▶ _WHAT THE EXERCISE ASKS_:
Go through the entries below and tally the lines holding "this"; please reply with the number only.

[Records from a dataset]
☆ ☆ ☆ ☆ ☆

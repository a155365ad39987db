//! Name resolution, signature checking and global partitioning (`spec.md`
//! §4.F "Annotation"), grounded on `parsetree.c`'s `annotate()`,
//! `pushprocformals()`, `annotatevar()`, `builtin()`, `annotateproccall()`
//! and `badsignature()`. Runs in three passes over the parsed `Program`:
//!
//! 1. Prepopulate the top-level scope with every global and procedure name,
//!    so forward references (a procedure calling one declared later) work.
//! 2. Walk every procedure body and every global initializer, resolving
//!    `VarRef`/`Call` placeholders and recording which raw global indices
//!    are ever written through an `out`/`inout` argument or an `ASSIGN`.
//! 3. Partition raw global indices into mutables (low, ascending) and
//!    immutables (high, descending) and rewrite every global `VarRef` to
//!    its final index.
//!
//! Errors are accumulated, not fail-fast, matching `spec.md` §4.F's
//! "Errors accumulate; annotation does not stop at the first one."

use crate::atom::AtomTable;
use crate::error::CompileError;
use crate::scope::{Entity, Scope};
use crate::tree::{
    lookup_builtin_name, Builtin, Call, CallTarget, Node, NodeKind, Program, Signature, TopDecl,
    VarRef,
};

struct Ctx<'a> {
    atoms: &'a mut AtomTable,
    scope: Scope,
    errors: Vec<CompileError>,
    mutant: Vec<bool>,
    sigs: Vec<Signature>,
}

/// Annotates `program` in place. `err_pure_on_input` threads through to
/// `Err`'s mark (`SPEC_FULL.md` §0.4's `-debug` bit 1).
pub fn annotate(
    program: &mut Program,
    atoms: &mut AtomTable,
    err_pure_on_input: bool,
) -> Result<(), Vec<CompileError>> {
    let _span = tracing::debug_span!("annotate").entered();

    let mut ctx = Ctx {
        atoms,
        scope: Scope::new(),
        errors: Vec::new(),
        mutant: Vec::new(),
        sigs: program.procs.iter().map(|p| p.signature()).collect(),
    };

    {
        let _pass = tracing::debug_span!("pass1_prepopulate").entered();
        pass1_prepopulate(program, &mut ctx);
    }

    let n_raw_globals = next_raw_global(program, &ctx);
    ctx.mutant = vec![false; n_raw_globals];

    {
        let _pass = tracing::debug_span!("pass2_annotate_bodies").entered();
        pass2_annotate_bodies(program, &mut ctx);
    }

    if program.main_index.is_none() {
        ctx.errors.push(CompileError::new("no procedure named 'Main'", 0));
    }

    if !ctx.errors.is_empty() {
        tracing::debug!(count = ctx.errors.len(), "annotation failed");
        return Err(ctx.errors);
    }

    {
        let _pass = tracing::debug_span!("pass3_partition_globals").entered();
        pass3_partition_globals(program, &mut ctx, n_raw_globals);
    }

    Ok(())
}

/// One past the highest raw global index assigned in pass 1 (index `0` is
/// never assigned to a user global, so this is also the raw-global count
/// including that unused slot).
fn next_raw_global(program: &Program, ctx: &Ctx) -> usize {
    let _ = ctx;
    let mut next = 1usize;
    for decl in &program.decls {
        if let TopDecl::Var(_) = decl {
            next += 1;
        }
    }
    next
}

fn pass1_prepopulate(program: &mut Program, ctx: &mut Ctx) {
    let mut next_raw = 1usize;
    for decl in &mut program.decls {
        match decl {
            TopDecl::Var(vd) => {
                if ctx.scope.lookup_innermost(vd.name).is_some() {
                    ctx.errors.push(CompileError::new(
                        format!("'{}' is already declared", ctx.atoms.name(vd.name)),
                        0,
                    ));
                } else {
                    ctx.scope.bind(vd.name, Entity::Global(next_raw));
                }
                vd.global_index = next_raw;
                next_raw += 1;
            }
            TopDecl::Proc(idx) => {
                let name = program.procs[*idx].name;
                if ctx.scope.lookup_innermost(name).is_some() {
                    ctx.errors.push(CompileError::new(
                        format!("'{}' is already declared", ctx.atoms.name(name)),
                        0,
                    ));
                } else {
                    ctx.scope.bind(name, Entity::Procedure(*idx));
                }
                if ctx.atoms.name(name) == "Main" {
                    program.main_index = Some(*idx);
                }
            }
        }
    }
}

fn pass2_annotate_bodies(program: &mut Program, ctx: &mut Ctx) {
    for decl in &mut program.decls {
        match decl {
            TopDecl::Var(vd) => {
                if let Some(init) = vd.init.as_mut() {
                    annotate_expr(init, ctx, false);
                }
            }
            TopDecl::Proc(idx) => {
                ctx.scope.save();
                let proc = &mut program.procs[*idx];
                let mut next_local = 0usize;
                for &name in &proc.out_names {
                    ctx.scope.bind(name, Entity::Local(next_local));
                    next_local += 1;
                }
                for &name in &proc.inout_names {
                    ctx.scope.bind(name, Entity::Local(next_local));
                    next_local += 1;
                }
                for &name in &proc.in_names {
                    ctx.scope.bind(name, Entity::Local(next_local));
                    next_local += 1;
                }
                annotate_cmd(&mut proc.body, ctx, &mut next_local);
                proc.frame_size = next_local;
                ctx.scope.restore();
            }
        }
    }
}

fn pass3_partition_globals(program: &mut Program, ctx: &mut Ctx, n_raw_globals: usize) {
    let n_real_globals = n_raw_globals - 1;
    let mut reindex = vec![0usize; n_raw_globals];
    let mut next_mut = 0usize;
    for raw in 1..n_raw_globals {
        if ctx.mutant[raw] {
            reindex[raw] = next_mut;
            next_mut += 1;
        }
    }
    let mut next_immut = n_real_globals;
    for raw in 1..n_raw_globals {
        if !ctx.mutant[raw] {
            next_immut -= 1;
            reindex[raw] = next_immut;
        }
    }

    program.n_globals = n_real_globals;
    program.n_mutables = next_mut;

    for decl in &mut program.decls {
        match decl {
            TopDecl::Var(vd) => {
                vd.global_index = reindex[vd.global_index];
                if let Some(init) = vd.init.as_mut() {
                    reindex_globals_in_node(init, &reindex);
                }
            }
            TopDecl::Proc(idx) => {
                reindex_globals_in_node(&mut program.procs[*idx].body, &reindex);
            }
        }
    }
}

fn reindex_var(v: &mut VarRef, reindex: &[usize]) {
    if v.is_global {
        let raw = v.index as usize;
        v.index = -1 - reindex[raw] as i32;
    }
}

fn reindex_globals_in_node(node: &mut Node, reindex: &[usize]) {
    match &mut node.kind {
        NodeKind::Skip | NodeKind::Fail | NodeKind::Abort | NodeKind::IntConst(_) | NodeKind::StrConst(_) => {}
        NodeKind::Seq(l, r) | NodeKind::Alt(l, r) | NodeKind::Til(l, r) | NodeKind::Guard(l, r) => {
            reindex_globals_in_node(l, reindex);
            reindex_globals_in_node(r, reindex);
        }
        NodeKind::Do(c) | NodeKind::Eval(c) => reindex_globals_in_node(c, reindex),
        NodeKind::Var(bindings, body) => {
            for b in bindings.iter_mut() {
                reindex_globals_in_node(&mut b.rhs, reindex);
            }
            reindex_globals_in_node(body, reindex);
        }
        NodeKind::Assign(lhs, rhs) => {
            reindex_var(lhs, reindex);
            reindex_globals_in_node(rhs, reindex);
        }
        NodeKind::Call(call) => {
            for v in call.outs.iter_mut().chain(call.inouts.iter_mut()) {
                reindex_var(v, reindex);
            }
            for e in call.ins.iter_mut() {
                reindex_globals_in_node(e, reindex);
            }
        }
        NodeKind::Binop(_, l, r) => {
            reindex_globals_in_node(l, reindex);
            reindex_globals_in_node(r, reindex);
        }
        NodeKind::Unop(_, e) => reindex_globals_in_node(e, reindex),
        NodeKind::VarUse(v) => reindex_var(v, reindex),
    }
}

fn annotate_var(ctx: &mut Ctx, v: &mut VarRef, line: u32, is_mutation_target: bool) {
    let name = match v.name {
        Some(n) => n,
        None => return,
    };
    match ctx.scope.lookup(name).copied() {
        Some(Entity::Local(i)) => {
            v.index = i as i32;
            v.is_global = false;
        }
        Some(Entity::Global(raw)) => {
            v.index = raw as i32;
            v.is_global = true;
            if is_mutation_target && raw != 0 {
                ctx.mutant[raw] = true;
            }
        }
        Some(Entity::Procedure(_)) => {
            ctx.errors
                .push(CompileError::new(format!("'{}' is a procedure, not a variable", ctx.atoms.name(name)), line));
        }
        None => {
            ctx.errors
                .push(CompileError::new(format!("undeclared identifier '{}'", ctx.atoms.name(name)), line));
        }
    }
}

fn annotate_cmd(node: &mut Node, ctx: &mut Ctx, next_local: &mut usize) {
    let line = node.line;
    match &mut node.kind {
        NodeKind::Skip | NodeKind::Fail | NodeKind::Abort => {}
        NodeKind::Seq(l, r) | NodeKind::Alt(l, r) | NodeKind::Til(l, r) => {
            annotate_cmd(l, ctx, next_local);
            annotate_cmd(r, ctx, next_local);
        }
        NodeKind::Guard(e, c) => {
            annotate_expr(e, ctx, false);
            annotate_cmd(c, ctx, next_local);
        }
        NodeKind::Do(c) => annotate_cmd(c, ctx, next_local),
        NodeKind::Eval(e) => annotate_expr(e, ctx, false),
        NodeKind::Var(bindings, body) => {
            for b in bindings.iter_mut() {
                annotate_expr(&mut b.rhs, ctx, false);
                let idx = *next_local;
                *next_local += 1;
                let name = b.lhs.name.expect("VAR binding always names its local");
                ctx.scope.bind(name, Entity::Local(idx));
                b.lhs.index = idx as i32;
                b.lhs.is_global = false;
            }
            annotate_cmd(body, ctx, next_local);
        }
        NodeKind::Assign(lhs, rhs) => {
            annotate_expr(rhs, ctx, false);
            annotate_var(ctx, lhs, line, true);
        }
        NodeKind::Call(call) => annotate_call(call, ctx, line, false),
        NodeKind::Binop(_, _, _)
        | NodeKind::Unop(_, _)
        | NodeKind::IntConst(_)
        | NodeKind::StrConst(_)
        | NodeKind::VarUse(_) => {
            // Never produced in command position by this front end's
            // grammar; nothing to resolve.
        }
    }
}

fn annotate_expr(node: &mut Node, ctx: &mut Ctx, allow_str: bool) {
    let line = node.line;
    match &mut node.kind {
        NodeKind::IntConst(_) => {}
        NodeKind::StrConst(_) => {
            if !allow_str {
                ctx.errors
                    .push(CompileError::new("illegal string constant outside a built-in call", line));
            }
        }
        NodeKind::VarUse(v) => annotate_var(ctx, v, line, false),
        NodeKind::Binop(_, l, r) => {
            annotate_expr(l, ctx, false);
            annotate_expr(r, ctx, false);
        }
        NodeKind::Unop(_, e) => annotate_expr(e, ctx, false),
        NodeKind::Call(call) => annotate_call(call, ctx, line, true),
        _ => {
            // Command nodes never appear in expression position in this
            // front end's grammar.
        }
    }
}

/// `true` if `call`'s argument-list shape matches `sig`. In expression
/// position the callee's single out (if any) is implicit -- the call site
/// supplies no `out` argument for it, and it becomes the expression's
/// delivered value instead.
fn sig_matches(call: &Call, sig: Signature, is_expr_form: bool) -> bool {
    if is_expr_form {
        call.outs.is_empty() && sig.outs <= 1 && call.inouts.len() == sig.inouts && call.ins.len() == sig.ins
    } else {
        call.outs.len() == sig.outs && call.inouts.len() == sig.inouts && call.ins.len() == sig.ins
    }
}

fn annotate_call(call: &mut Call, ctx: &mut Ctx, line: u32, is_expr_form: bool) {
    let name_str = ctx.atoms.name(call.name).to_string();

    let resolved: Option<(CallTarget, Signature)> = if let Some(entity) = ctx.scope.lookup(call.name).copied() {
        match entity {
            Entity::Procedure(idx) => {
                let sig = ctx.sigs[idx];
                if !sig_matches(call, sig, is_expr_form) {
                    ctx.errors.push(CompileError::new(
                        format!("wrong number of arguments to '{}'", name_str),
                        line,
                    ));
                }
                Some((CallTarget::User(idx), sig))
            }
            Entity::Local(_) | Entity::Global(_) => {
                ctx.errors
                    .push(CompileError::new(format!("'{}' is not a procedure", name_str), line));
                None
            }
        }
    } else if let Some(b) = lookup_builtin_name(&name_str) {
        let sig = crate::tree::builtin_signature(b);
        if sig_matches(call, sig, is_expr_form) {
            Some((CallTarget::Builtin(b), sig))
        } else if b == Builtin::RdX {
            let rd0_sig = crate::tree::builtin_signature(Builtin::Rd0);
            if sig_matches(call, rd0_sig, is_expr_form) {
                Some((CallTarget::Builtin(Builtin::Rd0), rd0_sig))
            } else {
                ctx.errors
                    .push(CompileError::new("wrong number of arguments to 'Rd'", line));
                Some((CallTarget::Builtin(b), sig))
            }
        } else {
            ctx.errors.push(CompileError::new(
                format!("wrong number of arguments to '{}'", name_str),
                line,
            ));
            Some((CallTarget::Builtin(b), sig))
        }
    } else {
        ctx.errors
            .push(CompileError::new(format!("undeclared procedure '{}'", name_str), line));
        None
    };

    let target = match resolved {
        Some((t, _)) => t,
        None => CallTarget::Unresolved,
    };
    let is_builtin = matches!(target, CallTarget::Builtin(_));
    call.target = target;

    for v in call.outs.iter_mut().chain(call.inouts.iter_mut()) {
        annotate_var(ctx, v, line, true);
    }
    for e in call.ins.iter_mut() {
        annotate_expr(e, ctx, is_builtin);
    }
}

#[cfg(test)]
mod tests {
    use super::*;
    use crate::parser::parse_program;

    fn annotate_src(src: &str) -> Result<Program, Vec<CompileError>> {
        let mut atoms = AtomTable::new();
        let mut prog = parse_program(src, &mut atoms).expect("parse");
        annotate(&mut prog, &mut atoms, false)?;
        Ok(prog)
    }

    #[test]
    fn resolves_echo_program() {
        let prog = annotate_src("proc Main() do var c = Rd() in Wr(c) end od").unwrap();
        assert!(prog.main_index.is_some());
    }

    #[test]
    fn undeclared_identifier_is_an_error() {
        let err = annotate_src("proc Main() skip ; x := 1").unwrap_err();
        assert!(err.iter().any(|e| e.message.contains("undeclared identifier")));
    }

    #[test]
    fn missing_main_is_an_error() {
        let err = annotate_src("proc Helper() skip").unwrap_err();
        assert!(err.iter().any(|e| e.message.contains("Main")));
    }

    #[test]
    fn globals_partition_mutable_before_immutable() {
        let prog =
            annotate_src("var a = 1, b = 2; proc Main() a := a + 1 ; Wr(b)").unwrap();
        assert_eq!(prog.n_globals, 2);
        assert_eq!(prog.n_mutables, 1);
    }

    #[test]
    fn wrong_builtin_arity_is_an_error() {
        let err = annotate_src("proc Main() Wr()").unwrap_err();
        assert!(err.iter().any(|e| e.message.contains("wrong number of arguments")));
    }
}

☆ ☆ ☆ ☆ ☆

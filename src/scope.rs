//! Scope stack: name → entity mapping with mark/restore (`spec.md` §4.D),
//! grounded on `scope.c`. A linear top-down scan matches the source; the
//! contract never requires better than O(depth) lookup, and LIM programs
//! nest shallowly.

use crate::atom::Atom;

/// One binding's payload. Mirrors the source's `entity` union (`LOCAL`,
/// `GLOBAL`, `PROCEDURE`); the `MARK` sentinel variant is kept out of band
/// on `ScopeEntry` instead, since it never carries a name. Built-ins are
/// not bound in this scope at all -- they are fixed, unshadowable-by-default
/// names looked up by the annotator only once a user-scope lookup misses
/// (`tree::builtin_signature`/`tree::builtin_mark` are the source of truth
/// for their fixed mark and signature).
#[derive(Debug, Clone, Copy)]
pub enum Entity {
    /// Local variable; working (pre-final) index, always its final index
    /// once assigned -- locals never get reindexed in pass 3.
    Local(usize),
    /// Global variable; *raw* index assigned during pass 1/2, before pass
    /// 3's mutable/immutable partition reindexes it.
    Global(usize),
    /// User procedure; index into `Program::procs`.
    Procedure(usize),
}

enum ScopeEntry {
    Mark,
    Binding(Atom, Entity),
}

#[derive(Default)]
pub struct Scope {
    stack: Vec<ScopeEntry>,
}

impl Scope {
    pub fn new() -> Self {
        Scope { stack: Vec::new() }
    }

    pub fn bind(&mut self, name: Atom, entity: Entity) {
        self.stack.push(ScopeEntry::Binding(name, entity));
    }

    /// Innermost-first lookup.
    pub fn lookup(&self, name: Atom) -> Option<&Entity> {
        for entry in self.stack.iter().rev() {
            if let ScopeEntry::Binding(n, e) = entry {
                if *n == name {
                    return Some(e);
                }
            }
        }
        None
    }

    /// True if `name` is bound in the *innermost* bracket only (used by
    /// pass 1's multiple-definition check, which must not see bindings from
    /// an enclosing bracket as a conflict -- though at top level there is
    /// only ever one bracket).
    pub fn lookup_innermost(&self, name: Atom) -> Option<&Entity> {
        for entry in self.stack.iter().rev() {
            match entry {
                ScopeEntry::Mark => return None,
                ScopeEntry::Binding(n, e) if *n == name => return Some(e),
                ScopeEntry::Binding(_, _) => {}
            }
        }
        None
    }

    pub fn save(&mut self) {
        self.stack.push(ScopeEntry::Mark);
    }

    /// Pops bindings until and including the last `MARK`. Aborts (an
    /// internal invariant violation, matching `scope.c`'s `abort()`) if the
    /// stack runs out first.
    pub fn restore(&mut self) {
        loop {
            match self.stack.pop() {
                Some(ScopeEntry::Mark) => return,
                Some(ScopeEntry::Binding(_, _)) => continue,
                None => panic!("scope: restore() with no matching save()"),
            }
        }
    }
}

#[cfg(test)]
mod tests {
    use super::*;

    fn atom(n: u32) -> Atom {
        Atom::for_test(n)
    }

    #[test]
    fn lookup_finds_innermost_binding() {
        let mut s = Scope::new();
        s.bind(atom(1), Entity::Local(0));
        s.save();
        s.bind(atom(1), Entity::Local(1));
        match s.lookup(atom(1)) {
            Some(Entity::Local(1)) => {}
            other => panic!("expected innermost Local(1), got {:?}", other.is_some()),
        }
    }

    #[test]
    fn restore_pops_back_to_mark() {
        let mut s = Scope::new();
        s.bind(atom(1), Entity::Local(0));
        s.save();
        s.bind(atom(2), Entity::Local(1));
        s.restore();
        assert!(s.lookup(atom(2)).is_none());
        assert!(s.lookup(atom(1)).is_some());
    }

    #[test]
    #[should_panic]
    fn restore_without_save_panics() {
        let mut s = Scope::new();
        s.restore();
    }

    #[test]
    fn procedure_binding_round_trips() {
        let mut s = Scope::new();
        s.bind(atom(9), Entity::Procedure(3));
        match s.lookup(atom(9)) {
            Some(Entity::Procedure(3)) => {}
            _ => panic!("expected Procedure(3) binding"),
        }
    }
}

☆ ☆ ☆ ☆ ☆

▶ _SOLUTION TO THE EXERCISE_:
4